-- Try it --
Search the records that follow and extract every line containing the string "match".

-- Input --
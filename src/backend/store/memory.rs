/**
 * In-Memory Store
 *
 * `Store` implementation backed by plain vectors behind a single
 * `tokio::sync::RwLock`. Records are kept in insertion order so listings
 * match the PostgreSQL implementation (ordered by creation).
 *
 * Every mutating operation takes the write lock once, which makes
 * `register_student` and the cascading deletes atomic.
 */

use async_trait::async_trait;
use chrono::Utc;
use tokio::sync::RwLock;
use uuid::Uuid;

use super::models::*;
use super::{Store, StoreError, StoreResult};

#[derive(Debug, Default)]
struct Tables {
    users: Vec<User>,
    students: Vec<Student>,
    teachers: Vec<Teacher>,
    attendance: Vec<Attendance>,
    marks: Vec<Marks>,
}

impl Tables {
    fn email_taken(&self, email: &str, except: Option<Uuid>) -> bool {
        self.users
            .iter()
            .any(|u| u.email == email && Some(u.id) != except)
    }

    fn user_exists(&self, id: Uuid) -> bool {
        self.users.iter().any(|u| u.id == id)
    }

    fn student_exists(&self, id: Uuid) -> bool {
        self.students.iter().any(|s| s.id == id)
    }

    fn insert_user(&mut self, new: NewUser) -> StoreResult<User> {
        if self.email_taken(&new.email, None) {
            return Err(StoreError::DuplicateEmail);
        }
        let now = Utc::now();
        let user = User {
            id: Uuid::new_v4(),
            name: new.name,
            email: new.email,
            password_hash: new.password_hash,
            role: new.role,
            created_at: now,
            updated_at: now,
        };
        self.users.push(user.clone());
        Ok(user)
    }

    fn insert_student(&mut self, user_id: Uuid, new: NewStudent) -> StoreResult<Student> {
        if !self.user_exists(user_id) {
            return Err(StoreError::MissingReference("user"));
        }
        if self.students.iter().any(|s| s.user_id == user_id) {
            return Err(StoreError::DuplicateProfile("student"));
        }
        let now = Utc::now();
        let student = Student {
            id: Uuid::new_v4(),
            user_id,
            class_name: new.class_name,
            section: new.section,
            roll_number: new.roll_number,
            parent_name: new.parent_name,
            contact_number: new.contact_number,
            created_at: now,
            updated_at: now,
        };
        self.students.push(student.clone());
        Ok(student)
    }

    fn remove_student(&mut self, id: Uuid) -> bool {
        let before = self.students.len();
        self.students.retain(|s| s.id != id);
        if self.students.len() == before {
            return false;
        }
        self.attendance.retain(|a| a.student_id != id);
        self.marks.retain(|m| m.student_id != id);
        true
    }
}

/// In-process record store
#[derive(Debug, Default)]
pub struct MemoryStore {
    tables: RwLock<Tables>,
}

impl MemoryStore {
    pub fn new() -> Self {
        Self::default()
    }
}

#[async_trait]
impl Store for MemoryStore {
    async fn find_user(&self, id: Uuid) -> StoreResult<Option<User>> {
        let tables = self.tables.read().await;
        Ok(tables.users.iter().find(|u| u.id == id).cloned())
    }

    async fn find_user_by_email(&self, email: &str) -> StoreResult<Option<User>> {
        let tables = self.tables.read().await;
        Ok(tables.users.iter().find(|u| u.email == email).cloned())
    }

    async fn list_users(&self) -> StoreResult<Vec<User>> {
        Ok(self.tables.read().await.users.clone())
    }

    async fn create_user(&self, user: NewUser) -> StoreResult<User> {
        self.tables.write().await.insert_user(user)
    }

    async fn update_user(&self, id: Uuid, changes: UserChanges) -> StoreResult<Option<User>> {
        let mut tables = self.tables.write().await;
        if let Some(email) = &changes.email {
            if tables.email_taken(email, Some(id)) {
                return Err(StoreError::DuplicateEmail);
            }
        }
        let Some(user) = tables.users.iter_mut().find(|u| u.id == id) else {
            return Ok(None);
        };
        if let Some(name) = changes.name {
            user.name = name;
        }
        if let Some(email) = changes.email {
            user.email = email;
        }
        if let Some(hash) = changes.password_hash {
            user.password_hash = hash;
        }
        if let Some(role) = changes.role {
            user.role = role;
        }
        user.updated_at = Utc::now();
        Ok(Some(user.clone()))
    }

    async fn delete_user(&self, id: Uuid) -> StoreResult<bool> {
        let mut tables = self.tables.write().await;
        let before = tables.users.len();
        tables.users.retain(|u| u.id != id);
        if tables.users.len() == before {
            return Ok(false);
        }
        let owned: Vec<Uuid> = tables
            .students
            .iter()
            .filter(|s| s.user_id == id)
            .map(|s| s.id)
            .collect();
        for student_id in owned {
            tables.remove_student(student_id);
        }
        tables.teachers.retain(|t| t.user_id != id);
        Ok(true)
    }

    async fn register_student(
        &self,
        user: NewUser,
        student: NewStudent,
    ) -> StoreResult<(User, Student)> {
        let mut tables = self.tables.write().await;
        let user = tables.insert_user(user)?;
        match tables.insert_student(user.id, student) {
            Ok(student) => Ok((user, student)),
            Err(err) => {
                // Keep the pair atomic
                tables.users.retain(|u| u.id != user.id);
                Err(err)
            }
        }
    }

    async fn find_student(&self, id: Uuid) -> StoreResult<Option<Student>> {
        let tables = self.tables.read().await;
        Ok(tables.students.iter().find(|s| s.id == id).cloned())
    }

    async fn find_student_by_user(&self, user_id: Uuid) -> StoreResult<Option<Student>> {
        let tables = self.tables.read().await;
        Ok(tables.students.iter().find(|s| s.user_id == user_id).cloned())
    }

    async fn list_students(&self) -> StoreResult<Vec<Student>> {
        Ok(self.tables.read().await.students.clone())
    }

    async fn create_student(&self, user_id: Uuid, student: NewStudent) -> StoreResult<Student> {
        self.tables.write().await.insert_student(user_id, student)
    }

    async fn update_student(
        &self,
        id: Uuid,
        changes: StudentChanges,
    ) -> StoreResult<Option<Student>> {
        let mut tables = self.tables.write().await;
        let Some(student) = tables.students.iter_mut().find(|s| s.id == id) else {
            return Ok(None);
        };
        if let Some(class_name) = changes.class_name {
            student.class_name = class_name;
        }
        if changes.section.is_some() {
            student.section = changes.section;
        }
        if let Some(roll_number) = changes.roll_number {
            student.roll_number = roll_number;
        }
        if changes.parent_name.is_some() {
            student.parent_name = changes.parent_name;
        }
        if changes.contact_number.is_some() {
            student.contact_number = changes.contact_number;
        }
        student.updated_at = Utc::now();
        Ok(Some(student.clone()))
    }

    async fn delete_student(&self, id: Uuid) -> StoreResult<bool> {
        Ok(self.tables.write().await.remove_student(id))
    }

    async fn find_teacher(&self, id: Uuid) -> StoreResult<Option<Teacher>> {
        let tables = self.tables.read().await;
        Ok(tables.teachers.iter().find(|t| t.id == id).cloned())
    }

    async fn list_teachers(&self) -> StoreResult<Vec<Teacher>> {
        Ok(self.tables.read().await.teachers.clone())
    }

    async fn create_teacher(&self, teacher: NewTeacher) -> StoreResult<Teacher> {
        let mut tables = self.tables.write().await;
        if !tables.user_exists(teacher.user_id) {
            return Err(StoreError::MissingReference("user"));
        }
        if tables.teachers.iter().any(|t| t.user_id == teacher.user_id) {
            return Err(StoreError::DuplicateProfile("teacher"));
        }
        let now = Utc::now();
        let teacher = Teacher {
            id: Uuid::new_v4(),
            user_id: teacher.user_id,
            subject: teacher.subject,
            qualification: teacher.qualification,
            experience_years: teacher.experience_years,
            salary: teacher.salary,
            created_at: now,
            updated_at: now,
        };
        tables.teachers.push(teacher.clone());
        Ok(teacher)
    }

    async fn update_teacher(
        &self,
        id: Uuid,
        changes: TeacherChanges,
    ) -> StoreResult<Option<Teacher>> {
        let mut tables = self.tables.write().await;
        let Some(teacher) = tables.teachers.iter_mut().find(|t| t.id == id) else {
            return Ok(None);
        };
        if let Some(subject) = changes.subject {
            teacher.subject = subject;
        }
        if changes.qualification.is_some() {
            teacher.qualification = changes.qualification;
        }
        if changes.experience_years.is_some() {
            teacher.experience_years = changes.experience_years;
        }
        if changes.salary.is_some() {
            teacher.salary = changes.salary;
        }
        teacher.updated_at = Utc::now();
        Ok(Some(teacher.clone()))
    }

    async fn delete_teacher(&self, id: Uuid) -> StoreResult<bool> {
        let mut tables = self.tables.write().await;
        let before = tables.teachers.len();
        tables.teachers.retain(|t| t.id != id);
        Ok(tables.teachers.len() != before)
    }

    async fn find_attendance(&self, id: Uuid) -> StoreResult<Option<Attendance>> {
        let tables = self.tables.read().await;
        Ok(tables.attendance.iter().find(|a| a.id == id).cloned())
    }

    async fn list_attendance(&self) -> StoreResult<Vec<Attendance>> {
        Ok(self.tables.read().await.attendance.clone())
    }

    async fn attendance_for_student(&self, student_id: Uuid) -> StoreResult<Vec<Attendance>> {
        let tables = self.tables.read().await;
        Ok(tables
            .attendance
            .iter()
            .filter(|a| a.student_id == student_id)
            .cloned()
            .collect())
    }

    async fn record_attendance(&self, attendance: NewAttendance) -> StoreResult<Attendance> {
        let mut tables = self.tables.write().await;
        if !tables.student_exists(attendance.student_id) {
            return Err(StoreError::MissingReference("student"));
        }
        let record = Attendance {
            id: Uuid::new_v4(),
            student_id: attendance.student_id,
            date: attendance.date.unwrap_or_else(Utc::now),
            status: attendance.status,
        };
        tables.attendance.push(record.clone());
        Ok(record)
    }

    async fn update_attendance(
        &self,
        id: Uuid,
        changes: AttendanceChanges,
    ) -> StoreResult<Option<Attendance>> {
        let mut tables = self.tables.write().await;
        let Some(record) = tables.attendance.iter_mut().find(|a| a.id == id) else {
            return Ok(None);
        };
        if let Some(date) = changes.date {
            record.date = date;
        }
        if let Some(status) = changes.status {
            record.status = status;
        }
        Ok(Some(record.clone()))
    }

    async fn delete_attendance(&self, id: Uuid) -> StoreResult<bool> {
        let mut tables = self.tables.write().await;
        let before = tables.attendance.len();
        tables.attendance.retain(|a| a.id != id);
        Ok(tables.attendance.len() != before)
    }

    async fn find_marks(&self, id: Uuid) -> StoreResult<Option<Marks>> {
        let tables = self.tables.read().await;
        Ok(tables.marks.iter().find(|m| m.id == id).cloned())
    }

    async fn list_marks(&self) -> StoreResult<Vec<Marks>> {
        Ok(self.tables.read().await.marks.clone())
    }

    async fn marks_for_student(&self, student_id: Uuid) -> StoreResult<Vec<Marks>> {
        let tables = self.tables.read().await;
        Ok(tables
            .marks
            .iter()
            .filter(|m| m.student_id == student_id)
            .cloned()
            .collect())
    }

    async fn record_marks(&self, marks: NewMarks) -> StoreResult<Marks> {
        let mut tables = self.tables.write().await;
        if !tables.student_exists(marks.student_id) {
            return Err(StoreError::MissingReference("student"));
        }
        let record = Marks {
            id: Uuid::new_v4(),
            student_id: marks.student_id,
            marks_obtained: marks.marks_obtained,
            total_marks: marks.total_marks,
        };
        tables.marks.push(record.clone());
        Ok(record)
    }

    async fn update_marks(&self, id: Uuid, changes: MarksChanges) -> StoreResult<Option<Marks>> {
        let mut tables = self.tables.write().await;
        let Some(record) = tables.marks.iter_mut().find(|m| m.id == id) else {
            return Ok(None);
        };
        if let Some(obtained) = changes.marks_obtained {
            record.marks_obtained = obtained;
        }
        if let Some(total) = changes.total_marks {
            record.total_marks = total;
        }
        Ok(Some(record.clone()))
    }

    async fn delete_marks(&self, id: Uuid) -> StoreResult<bool> {
        let mut tables = self.tables.write().await;
        let before = tables.marks.len();
        tables.marks.retain(|m| m.id != id);
        Ok(tables.marks.len() != before)
    }
}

-- Solution to this task --
 * match the PostgreSQL implementation (ordered by creation).
        match tables.insert_student(user.id, student) {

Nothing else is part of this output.